News Update

Analysis: Trump made *7* times more misleading statements than Biden in his first 100 days

But it’s important to keep reminding ourselves of the various ways in which Trump sough to fundamentally undermine and redefine the presidency. Or put more simply: How incredibly abnormal the last four years were when compared to, well, every other modern presidency.
Which brings me to a new analysis from The Washington Post’s Fact Checker blog — breaking down the false and misleading claims made by both Trump and current President Joe Biden in their first 100 days in office.
The contrast is striking. Biden made 67 false or misleading claims in that period as compared to Trump’s 511, according to the Post’s tally. Which, if you do the math, means that Trump said more than seven times as many misleading or outright false things than Biden did during the critical first 100 days of each of their presidencies. SEVEN times!

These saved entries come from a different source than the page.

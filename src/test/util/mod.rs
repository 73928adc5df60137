mod event_buffer;
mod mock;

pub(crate) use self::{
    event_buffer::EventBuffer,
    mock::{
        command_error,
        cursor_reply,
        cursor_reply_with_token,
        get_more_reply,
        get_more_reply_with_token,
        network_error,
        MockTransport,
    },
};

use crate::{event::command::CommandEvent, options::ClientOptions, Client};

/// A client over `transport` whose command events are captured in the returned buffer.
pub(crate) fn event_client(transport: &MockTransport) -> (Client, EventBuffer<CommandEvent>) {
    event_client_with_options(transport, ClientOptions::default())
}

pub(crate) fn event_client_with_options(
    transport: &MockTransport,
    mut options: ClientOptions,
) -> (Client, EventBuffer<CommandEvent>) {
    let buffer = EventBuffer::new();
    options.command_event_handler = Some(buffer.handler());
    (Client::with_transport(transport.clone(), options), buffer)
}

“After four years of a presidency that swamped Americans with a gusher of false and misleading claims, the Joe Biden era has offered a return to a more typical pattern when it comes to a commander in chief and his relationship with the facts — one that features frequent spin and obfuscation or exaggeration, with the occasional canard,” concluded the Post’s Glenn Kessler, Adrian Blanco and Tyler Remmel.
Sit with that for a minute. And then consider this: Trump’s pace of mistruths — and outright lies — rapidly picked up as his term went on. His first 100 days was the most truthful period of time during his entire presidency.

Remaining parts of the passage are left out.